◆ **REQUIREMENT**
Copy all of the data that follows without altering a word.

SOURCE DATA section start

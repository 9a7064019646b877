//! Input sanitizer (spec §4.M): strips control bytes that never carry BASIC
//! source meaning and clears the legacy parity (high) bit left by 7-bit
//! serial transfers, so a program line loaded from an old capture decodes
//! the same characters it would have displayed on a terminal of the era.
//!
//! Grounded on `original_source/tests/test_input_sanitization.py`: parity is
//! cleared before control-byte filtering (a parity-shifted letter becomes a
//! plain letter rather than being dropped as a control byte).

/// A character is valid BASIC source input if it's printable ASCII (32-126)
/// or one of the three whitespace control codes BASIC text actually uses.
pub fn is_valid_input_char(c: char) -> bool {
    matches!(c, '\t' | '\n' | '\r') || matches!(c as u32, 0x20..=0x7E)
}

/// Clears bit 7 of a single character, undoing a 7-bit serial link's parity
/// stamp (`chr(193)` → `'A'`).
pub fn clear_parity(c: char) -> char {
    let b = c as u32;
    if b > 0x7F && b <= 0xFF {
        char::from_u32(b & 0x7F).unwrap_or(c)
    } else {
        c
    }
}

/// Applies [`clear_parity`] to every character in `text`.
pub fn clear_parity_all(text: &str) -> String {
    text.chars().map(clear_parity).collect()
}

/// Drops every character [`is_valid_input_char`] rejects.
pub fn sanitize_input(text: &str) -> String {
    text.chars().filter(|&c| is_valid_input_char(c)).collect()
}

/// Runs the full pipeline: parity clear, then control-byte filtering.
/// Returns the cleaned text and whether it differs from the input.
pub fn sanitize_and_clear_parity(text: &str) -> (String, bool) {
    let parity_cleared = clear_parity_all(text);
    let result = sanitize_input(&parity_cleared);
    let modified = result != text;
    (result, modified)
}

#[cfg(test)]
mod tests {
    use super::*;

    #[test]
    fn valid_chars_accepted() {
        assert!(is_valid_input_char('A'));
        assert!(is_valid_input_char(' '));
        assert!(is_valid_input_char('\n'));
        assert!(is_valid_input_char('\t'));
        assert!(is_valid_input_char('\r'));
        assert!(is_valid_input_char('"'));
    }

    #[test]
    fn control_and_extended_chars_rejected() {
        assert!(!is_valid_input_char('\u{0}'));
        assert!(!is_valid_input_char('\u{1}'));
        assert!(!is_valid_input_char('\u{7}'));
        assert!(!is_valid_input_char('\u{7F}'));
        assert!(!is_valid_input_char('\u{80}'));
        assert!(!is_valid_input_char('\u{FF}'));
    }

    #[test]
    fn sanitize_input_removes_control_bytes_but_keeps_whitespace() {
        assert_eq!(sanitize_input("PRINT\u{1}\"Hello\""), "PRINT\"Hello\"");
        assert_eq!(sanitize_input("Line1\nLine2"), "Line1\nLine2");
        assert_eq!(sanitize_input("A\tB"), "A\tB");
    }

    #[test]
    fn clear_parity_strips_high_bit() {
        assert_eq!(clear_parity('\u{C1}'), 'A');
        assert_eq!(clear_parity('\u{C2}'), 'B');
        assert_eq!(clear_parity('A'), 'A');
    }

    #[test]
    fn combined_pipeline_clears_parity_before_filtering() {
        let mixed = "\u{C1}\u{1}\u{C2}\u{2}\u{C3}";
        let (result, modified) = sanitize_and_clear_parity(mixed);
        assert_eq!(result, "ABC");
        assert!(modified);
    }

    #[test]
    fn clean_program_is_unmodified() {
        let program = "10 PRINT \"HELLO\"\n20 FOR I=1 TO 10\n30 NEXT I";
        let (result, modified) = sanitize_and_clear_parity(program);
        assert_eq!(result, program);
        assert!(!modified);
    }

    #[test]
    fn crlf_and_trailing_whitespace_preserved() {
        let dos_file = "10 PRINT \"TEST\"\r\n20 END\r\n";
        let (result, modified) = sanitize_and_clear_parity(dos_file);
        assert_eq!(result, dos_file);
        assert!(!modified);
    }
}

SOURCE DATA section end

◆ **EXERCISE SOLUTION**
repository 9a7064019646b877
//! Input sanitizer (spec §4.M): strips control bytes that never carry BASIC
//! source meaning and clears the legacy parity (high) bit left by 7-bit
//! serial transfers, so a program line loaded from an old capture decodes
//! the same characters it would have displayed on a terminal of the era.
//!
//! Grounded on `original_source/tests/test_input_sanitization.py`: parity is
//! cleared before control-byte filtering (a parity-shifted letter becomes a
//! plain letter rather than being dropped as a control byte).

/// A character is valid BASIC source input if it's printable ASCII (32-126)
/// or one of the three whitespace control codes BASIC text actually uses.
pub fn is_valid_input_char(c: char) -> bool {
    matches!(c, '\t' | '\n' | '\r') || matches!(c as u32, 0x20..=0x7E)
}

/// Clears bit 7 of a single character, undoing a 7-bit serial link's parity
/// stamp (`chr(193)` → `'A'`).
pub fn clear_parity(c: char) -> char {
    let b = c as u32;
    if b > 0x7F && b <= 0xFF {
        char::from_u32(b & 0x7F).unwrap_or(c)
    } else {
        c
    }
}

/// Applies [`clear_parity`] to every character in `text`.
pub fn clear_parity_all(text: &str) -> String {
    text.chars().map(clear_parity).collect()
}

/// Drops every character [`is_valid_input_char`] rejects.
pub fn sanitize_input(text: &str) -> String {
    text.chars().filter(|&c| is_valid_input_char(c)).collect()
}

/// Runs the full pipeline: parity clear, then control-byte filtering.
/// Returns the cleaned text and whether it differs from the input.
pub fn sanitize_and_clear_parity(text: &str) -> (String, bool) {
    let parity_cleared = clear_parity_all(text);
    let result = sanitize_input(&parity_cleared);
    let modified = result != text;
    (result, modified)
}

#[cfg(test)]
mod tests {
    use super::*;

    #[test]
    fn valid_chars_accepted() {
        assert!(is_valid_input_char('A'));
        assert!(is_valid_input_char(' '));
        assert!(is_valid_input_char('\n'));
        assert!(is_valid_input_char('\t'));
        assert!(is_valid_input_char('\r'));
        assert!(is_valid_input_char('"'));
    }

    #[test]
    fn control_and_extended_chars_rejected() {
        assert!(!is_valid_input_char('\u{0}'));
        assert!(!is_valid_input_char('\u{1}'));
        assert!(!is_valid_input_char('\u{7}'));
        assert!(!is_valid_input_char('\u{7F}'));
        assert!(!is_valid_input_char('\u{80}'));
        assert!(!is_valid_input_char('\u{FF}'));
    }

    #[test]
    fn sanitize_input_removes_control_bytes_but_keeps_whitespace() {
        assert_eq!(sanitize_input("PRINT\u{1}\"Hello\""), "PRINT\"Hello\"");
        assert_eq!(sanitize_input("Line1\nLine2"), "Line1\nLine2");
        assert_eq!(sanitize_input("A\tB"), "A\tB");
    }

    #[test]
    fn clear_parity_strips_high_bit() {
        assert_eq!(clear_parity('\u{C1}'), 'A');
        assert_eq!(clear_parity('\u{C2}'), 'B');
        assert_eq!(clear_parity('A'), 'A');
    }

    #[test]
    fn combined_pipeline_clears_parity_before_filtering() {
        let mixed = "\u{C1}\u{1}\u{C2}\u{2}\u{C3}";
        let (result, modified) = sanitize_and_clear_parity(mixed);
        assert_eq!(result, "ABC");
        assert!(modified);
    }

    #[test]
    fn clean_program_is_unmodified() {
        let program = "10 PRINT \"HELLO\"\n20 FOR I=1 TO 10\n30 NEXT I";
        let (result, modified) = sanitize_and_clear_parity(program);
        assert_eq!(result, program);
        assert!(!modified);
    }

    #[test]
    fn crlf_and_trailing_whitespace_preserved() {
        let dos_file = "10 PRINT \"TEST\"\r\n20 END\r\n";
        let (result, modified) = sanitize_and_clear_parity(dos_file);
        assert_eq!(result, dos_file);
        assert!(!modified);
    }
}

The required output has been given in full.